POTENTIAL ROLE OF A TYROSINE LIGAND IN STABILIZING THE MIXED-VALENT DIIRON (II/III) COFACTOR OF MYO-INOSITOL OXYGENASE

Open Access
Author:
Cioffi, Katherine Joyann
Area of Honors:
Biochemistry and Molecular Biology
Degree:
Bachelor of Science
Document Type:
Thesis
Thesis Supervisors:
  • J. Martin Bollinger, Thesis Supervisor
  • Craig Eugene Cameron, Honors Advisor
Keywords:
  • myo-inositol oxygenase
  • metalloenzymes
  • mixed-valent diiron oxygenase
  • enzymology
Abstract:
myo-inositol (MI) oxygenase (MIOX) uses a non-heme diiron cofactor in its mixed-valent Fe2(II/III) oxidation state to activate dioxygen for cleavage of MI to D-gluconorate. MIOX is the founding member of a growing class of mixed-valent diiron oxygenase (MVDO) enzymes. PhnZ and TmpB, the second and third MVDO enzymes to be recognized, were recently shown to have stabilizing tyrosine ligands to the Fe(II) sites of their respective cofactors.
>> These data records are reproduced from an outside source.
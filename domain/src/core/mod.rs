//! Core domain primitives

pub mod error;

pub use error::DomainError;
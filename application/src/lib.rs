//! Application layer for reelmatch
//!
//! Hosts the session coordinator actor, the deck-building use case, and
//! the ports that infrastructure adapters implement. Depends only on
//! the domain layer.

pub mod coordinator;
pub mod ports;
pub mod use_cases;

pub use coordinator::{CoordinatorError, CoordinatorHandle, SessionCoordinator};
pub use ports::{CatalogError, DiscoverQuery, MovieCatalog, SortOrder};
pub use use_cases::{BuildDeckUseCase, DeckError, DeckRequest, WeightedQuery, plan_queries};
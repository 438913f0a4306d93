//! Priming questionnaire and preference merging

pub mod preferences;
pub mod questions;

pub use preferences::{PreferenceAnswers, is_unconstrained, merge_answers};
pub use questions::{PrimingQuestion, QuestionOption, priming_questions};
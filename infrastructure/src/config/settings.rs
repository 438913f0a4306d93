//! Server configuration schema

use serde::{Deserialize, Serialize};

/// TMDB connection settings
#[derive(Debug, Clone, Serialize, Deserialize)]
pub struct TmdbConfig {
    /// API key; empty means the catalog is unusable and deck builds
    /// will fail with auth errors
    #[serde(default)]
    pub api_key: String,
    #[serde(default = "default_tmdb_base_url")]
    pub base_url: String,
}

fn default_tmdb_base_url() -> String {
    "https://api.themoviedb.org/3".to_string()
}

impl Default for TmdbConfig {
    fn default() -> Self {
        Self {
            api_key: String::new(),
            base_url: default_tmdb_base_url(),
        }
    }
}

/// Top-level server configuration
#[derive(Debug, Clone, Serialize, Deserialize)]
pub struct ServerConfig {
    #[serde(default = "default_host")]
    pub host: String,
    #[serde(default = "default_port")]
    pub port: u16,
    #[serde(default)]
    pub tmdb: TmdbConfig,
}

fn default_host() -> String {
    "0.0.0.0".to_string()
}

fn default_port() -> u16 {
    3001
}

impl Default for ServerConfig {
    fn default() -> Self {
        Self {
            host: default_host(),
            port: default_port(),
            tmdb: TmdbConfig::default(),
        }
    }
}

impl ServerConfig {
    pub fn bind_addr(&self) -> String {
        format!("{}:{}", self.host, self.port)
    }
}

#[cfg(test)]
mod tests {
    use super::*;

    #[test]
    fn test_defaults() {
        let config = ServerConfig::default();
        assert_eq!(config.port, 3001);
        assert_eq!(config.bind_addr(), "0.0.0.0:3001");
        assert_eq!(config.tmdb.base_url, "https://api.themoviedb.org/3");
    }

    #[test]
    fn test_partial_toml_fills_defaults() {
        let config: ServerConfig = toml::from_str("port = 4000").unwrap();
        assert_eq!(config.port, 4000);
        assert_eq!(config.host, "0.0.0.0");
        assert!(config.tmdb.api_key.is_empty());
    }
}
//! Domain layer for reelmatch
//!
//! This crate contains the core business logic, entities, and value
//! objects. It has no dependencies on infrastructure or presentation
//! concerns.
//!
//! # Core Concepts
//!
//! ## Session
//!
//! One shared group-voting instance. The coordinator owns a
//! [`SessionStore`] and merges every participant action into it in
//! arrival order; members only ever observe broadcast
//! [`SessionSnapshot`]s.
//!
//! ## Match Engine
//!
//! Each participant's client runs an identical [`MatchEngine`] over the
//! same deck. Votes are relayed through the session channel, so every
//! engine converges on the same approval ledger and declares the same
//! matches. A candidate matches once [`MatchQuorum`] distinct
//! participants approve it (pairwise by default).

pub mod core;
pub mod matching;
pub mod movie;
pub mod priming;
pub mod session;

// Re-export commonly used types
pub use crate::core::DomainError;
pub use matching::{MatchEngine, MatchQuorum};
pub use movie::{Genre, Movie, MovieVote, WatchProvider};
pub use priming::{
    PreferenceAnswers, PrimingQuestion, QuestionOption, is_unconstrained, merge_answers,
    priming_questions,
};
pub use session::{
    ApplyOutcome, Session, SessionAction, SessionPhase, SessionSnapshot, SessionStore,
};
The possibility that MIOX also has such a stabilizing tyrosinate is probed in this paper by comparison of the ultraviolet-visible absorption, EPR, and Raman spectra of the wild-type (WT) and variant MIOX proteins. The WT enzyme exhibits a change in its absorption spectrum from a peak at 600 nm to a feature at 495 nm upon reduction from the diferric to mixed-valent state; the Y13G variant protein failed to exhibit this shift. Upon addition of substrate, however, WT diferric and mixed-valent MIOX display quite similar spectra. Likewise, EPR spectra of mixed-valent WT, Y13A, and Y13G MIOX were similar in the presence of substrate, exhibiting axial symmetry with effective g-values of ~1.96, 1.81, and 1.81. In the absence of substrate, the EPR signal was much weaker and broader in form for the WT and Y13A enzyme, though the variant form was shifted further downfield. Stopped-flow experiments demonstrated that turnover does occur in the Y13A variant, but it has a decreased binding affinity for substrate (KD of ~0.8 mM as found in this paper), as compared to the WT form (literature value of KD is ~0.4 mM). Resonance Raman spectroscopy was also attempted on diferric WT MIOX and PhnZ at 637.8 nm. Though fluorescence was observed, signals possibly attributable to resonance-enhanced tyrosine vibrations appeared in both PhnZ (866 and 1276 cm-1) and MIOX (1288 and 853 cm-1). The results suggest the presence of a tyrosinate ligand in MIOX, but additional evidence is required.